## Material supplied
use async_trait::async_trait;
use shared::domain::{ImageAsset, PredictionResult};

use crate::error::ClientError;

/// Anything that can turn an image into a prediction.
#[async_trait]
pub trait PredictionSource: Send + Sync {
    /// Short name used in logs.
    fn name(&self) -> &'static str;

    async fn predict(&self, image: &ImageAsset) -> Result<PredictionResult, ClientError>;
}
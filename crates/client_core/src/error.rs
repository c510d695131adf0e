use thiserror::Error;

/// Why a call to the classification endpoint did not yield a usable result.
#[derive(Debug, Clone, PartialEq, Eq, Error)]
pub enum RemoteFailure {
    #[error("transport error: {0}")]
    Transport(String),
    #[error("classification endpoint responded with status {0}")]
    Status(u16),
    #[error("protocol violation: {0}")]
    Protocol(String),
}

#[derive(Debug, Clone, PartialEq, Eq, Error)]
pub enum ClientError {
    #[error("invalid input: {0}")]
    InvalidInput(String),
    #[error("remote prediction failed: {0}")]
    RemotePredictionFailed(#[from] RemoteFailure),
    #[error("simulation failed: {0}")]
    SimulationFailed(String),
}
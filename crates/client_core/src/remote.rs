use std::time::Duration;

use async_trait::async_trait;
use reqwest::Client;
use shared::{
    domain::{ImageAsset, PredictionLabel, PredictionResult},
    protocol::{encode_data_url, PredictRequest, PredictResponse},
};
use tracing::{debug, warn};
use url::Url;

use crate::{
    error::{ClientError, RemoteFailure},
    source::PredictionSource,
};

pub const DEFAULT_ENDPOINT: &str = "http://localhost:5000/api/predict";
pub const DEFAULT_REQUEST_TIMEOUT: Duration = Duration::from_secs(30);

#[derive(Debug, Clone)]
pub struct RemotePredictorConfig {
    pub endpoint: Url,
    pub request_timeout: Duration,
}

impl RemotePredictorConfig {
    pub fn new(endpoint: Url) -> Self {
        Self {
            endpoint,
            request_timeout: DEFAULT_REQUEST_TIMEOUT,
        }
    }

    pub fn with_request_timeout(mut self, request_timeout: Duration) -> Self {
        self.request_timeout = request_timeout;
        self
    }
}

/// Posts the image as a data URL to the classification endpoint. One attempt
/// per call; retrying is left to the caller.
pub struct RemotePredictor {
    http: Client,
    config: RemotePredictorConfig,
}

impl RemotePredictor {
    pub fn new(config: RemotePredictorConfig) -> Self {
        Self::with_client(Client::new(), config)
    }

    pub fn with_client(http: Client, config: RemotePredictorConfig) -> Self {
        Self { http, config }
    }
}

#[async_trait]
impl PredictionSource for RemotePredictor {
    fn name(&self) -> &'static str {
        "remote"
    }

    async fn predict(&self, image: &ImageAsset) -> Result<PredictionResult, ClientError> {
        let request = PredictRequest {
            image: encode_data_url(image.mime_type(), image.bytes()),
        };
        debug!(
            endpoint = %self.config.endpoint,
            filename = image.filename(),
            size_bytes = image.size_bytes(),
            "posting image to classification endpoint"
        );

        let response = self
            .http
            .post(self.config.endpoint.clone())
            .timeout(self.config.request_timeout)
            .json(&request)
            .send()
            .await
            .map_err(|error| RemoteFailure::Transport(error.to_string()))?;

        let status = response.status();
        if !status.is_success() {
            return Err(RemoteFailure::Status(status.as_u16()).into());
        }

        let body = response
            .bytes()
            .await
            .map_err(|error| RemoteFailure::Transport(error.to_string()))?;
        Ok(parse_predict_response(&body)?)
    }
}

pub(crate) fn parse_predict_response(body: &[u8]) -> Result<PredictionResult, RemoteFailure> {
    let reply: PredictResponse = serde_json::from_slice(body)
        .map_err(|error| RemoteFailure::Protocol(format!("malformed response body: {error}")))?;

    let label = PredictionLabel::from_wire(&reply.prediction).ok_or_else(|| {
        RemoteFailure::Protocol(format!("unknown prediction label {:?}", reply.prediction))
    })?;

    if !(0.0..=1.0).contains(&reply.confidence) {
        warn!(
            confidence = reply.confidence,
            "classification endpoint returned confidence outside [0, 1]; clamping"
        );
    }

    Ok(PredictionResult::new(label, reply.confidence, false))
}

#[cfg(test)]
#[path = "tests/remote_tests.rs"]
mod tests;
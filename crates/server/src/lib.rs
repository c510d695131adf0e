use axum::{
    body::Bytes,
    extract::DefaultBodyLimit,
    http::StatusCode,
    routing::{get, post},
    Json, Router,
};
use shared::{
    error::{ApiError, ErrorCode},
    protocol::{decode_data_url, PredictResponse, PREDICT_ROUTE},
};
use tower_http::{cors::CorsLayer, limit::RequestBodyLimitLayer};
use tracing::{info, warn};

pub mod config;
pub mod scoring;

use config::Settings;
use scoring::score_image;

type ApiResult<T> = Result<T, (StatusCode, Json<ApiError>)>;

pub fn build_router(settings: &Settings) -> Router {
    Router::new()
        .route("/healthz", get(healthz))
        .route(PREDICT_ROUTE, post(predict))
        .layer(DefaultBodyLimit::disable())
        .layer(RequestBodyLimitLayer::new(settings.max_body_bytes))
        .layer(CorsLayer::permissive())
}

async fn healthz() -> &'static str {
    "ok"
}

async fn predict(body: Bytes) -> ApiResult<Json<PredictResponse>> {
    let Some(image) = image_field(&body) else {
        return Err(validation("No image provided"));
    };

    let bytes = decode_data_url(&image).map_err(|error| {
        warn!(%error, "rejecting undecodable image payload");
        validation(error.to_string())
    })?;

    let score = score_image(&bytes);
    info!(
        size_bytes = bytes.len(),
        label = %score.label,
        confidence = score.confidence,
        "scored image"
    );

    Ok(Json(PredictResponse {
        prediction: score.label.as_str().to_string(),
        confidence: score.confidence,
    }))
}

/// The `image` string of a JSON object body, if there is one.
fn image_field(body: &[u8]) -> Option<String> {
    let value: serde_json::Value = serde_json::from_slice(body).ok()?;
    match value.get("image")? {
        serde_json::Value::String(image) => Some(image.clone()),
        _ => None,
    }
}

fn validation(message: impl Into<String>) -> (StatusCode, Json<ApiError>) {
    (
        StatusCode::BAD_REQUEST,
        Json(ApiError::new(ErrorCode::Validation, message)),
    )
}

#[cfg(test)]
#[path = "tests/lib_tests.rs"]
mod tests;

## Prompt
Throughout the listing, how many lines contain the string "crates"? Give the number on its own.

## Written solution
3